The etiology of lipoma is uncertain; however, various factors such as hormonal factors, infarction, infection, chronic irritation, obesity, trauma, and familial link contribute to the etiology.[6]

Two theories have been proposed to explain the formation of lipomas. The hypertrophy theory states that obesity and the associated increase of adipose tissue may together play a role in the formation or lipomas.[7] However, this theory fails to explain how lipomas also occur in areas which do not contain any pre-existing adipose tissue. The theory of metaplasia suggests that the mesenchymal cells undergo aberrant differentiation in situ leading to the formation of lipoblasts.[7]

The clinical appearance of lipomas depends on the location in which it occurs. Lipomas commonly occur in middle-aged individuals with a male predilection. They are usually slow growing, painless, well circumscribed, mobile, fluctuant and have a yellow hue. They are clinically nonaggressive. If the yellow colour does not show through the overlying mucosa, the lesion can be easily misdiagnosed.[6],[8] Angiofibrolipomas in particular usually occur as a subcutaneous, solitary, lesions on the neck, back, and shoulders, and only a few cases have been reported to occur orally.

Lipomas usually occur as a single entity. However, multiple lipomas occur in Cowden's syndrome, Gardener's syndrome, neurofibromatosis, Decrum's disease, Proteus syndrome, encephalocraniocutaneous lipomatosis, Pai syndrome, and multiple familial lipomatosis.[6],[9]

Agha-Hosseini et al. reported a case of angiofibrolipoma of the retromolar pad.[2] Saddik et al. reported a case of a liposarcoma involving the base of the tongue as well as the tonsillar fossa.[9] The patient had a history of a recurrent mass, which was surgically resected several times and was at one point diagnosed as an angiofibrolipoma. Brkić et al. reported a case of angiofibrolipoma of the buccal mucosa.[10]
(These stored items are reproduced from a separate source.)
use std::io::Read;
use std::path::Path;
use std::sync::OnceLock;

use pgpmate::adapters::cipher::gpg_backend::GpgBackend;
use pgpmate::adapters::loaders::uid_loader::UidKeyDetailsLoader;
use pgpmate::config::app_config::AppConfig;
use pgpmate::{KeyDetails, PgpError, PgpService, Result};

use crate::cli::{Cli, KeySelection, output};

pub type Service = PgpService<GpgBackend, UidKeyDetailsLoader>;

static QUIET: OnceLock<bool> = OnceLock::new();

/// Record global output settings.
pub fn init(quiet: bool) {
    let _ = QUIET.set(quiet);
}

pub fn quiet() -> bool {
    QUIET.get().copied().unwrap_or(false)
}

/// Load the config file and apply command-line overrides.
pub fn load_config(cli: &Cli) -> Result<AppConfig> {
    let mut config = AppConfig::load(cli.config.as_deref())?;
    if let Some(gpg) = &cli.gpg {
        config.gpg.binary = gpg.clone();
    }
    if let Some(homedir) = &cli.homedir {
        config.gpg.homedir = Some(homedir.clone());
    }
    tracing::debug!(?config, "configuration loaded");
    Ok(config)
}

/// Check that gpg runs, then build the service. Blocks while every key on
/// the host is listed.
pub fn build_service(config: &AppConfig) -> Result<Service> {
    let backend = config.gpg_backend();
    if !backend.is_available() {
        return Err(PgpError::BackendUnavailable {
            detail: format!("'{}' could not be run", backend.gpg_path().display()),
        });
    }

    let sp = output::spinner("Loading keys...");
    let service = PgpService::new(backend, UidKeyDetailsLoader);
    sp.finish_and_clear();

    if let Some(err) = service.registry().last_load_error() {
        tracing::debug!("initial key load: {err}");
    }
    Ok(service)
}

/// Read the whole input, from `path` or stdin.
pub fn read_input(path: Option<&Path>) -> Result<String> {
    match path {
        Some(path) => {
            if !path.exists() {
                return Err(PgpError::Io(std::io::Error::new(
                    std::io::ErrorKind::NotFound,
                    format!("input file not found: {}", path.display()),
                )));
            }
            Ok(std::fs::read_to_string(path)?)
        }
        None => {
            let mut input = String::new();
            std::io::stdin().read_to_string(&mut input)?;
            Ok(input)
        }
    }
}

/// Resolve the key a command should use.
///
/// A key index into the loaded keys or an explicit fingerprint (clap keeps
/// them exclusive), else the configured default fingerprint. Returns the
/// fingerprint and the loaded details for it, when known.
pub fn resolve_key(
    service: &mut Service,
    selection: &KeySelection,
    config: &AppConfig,
) -> Result<Option<(String, Option<KeyDetails>)>> {
    if let Some(index) = selection.key_index {
        service.set_selected_key_index(index)?;
        let details = service
            .selected_key()
            .cloned()
            .ok_or(PgpError::InvalidSelection {
                index,
                available: service.num_keys(),
            })?;
        return Ok(Some((details.fingerprint().to_string(), Some(details))));
    }

    let fingerprint = selection
        .fingerprint
        .clone()
        .or_else(|| config.defaults.fingerprint.clone());

    Ok(fingerprint.map(|fp| {
        let details = service.registry().find_by_fingerprint(&fp).cloned();
        (fp, details)
    }))
}

/// Print a successful payload to stdout, or turn a failed report into an error.
pub fn emit(result: pgpmate::OperationResult, done: &str) -> Result<()> {
    let payload = result.into_result()?;
    print!("{payload}");
    output::success(done);
    Ok(())
}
The differential diagnosis of lipoma depends on the site of occurrence and includes fibroma, salivary gland pathology, epidermoid cyst, dermoid cyst, neurofibroma, granular cell tumour, schwannoma, and lymphoma.[9]

The management of angiofibrolipomas is similar to that for lipomas. Conservative surgery is advised. Angiofibrolipoma has a good prognosis. The rate of recurrence is extremely low. Infiltrating lesions, however, have a higher rate of recurrence. Regular follow-up is required.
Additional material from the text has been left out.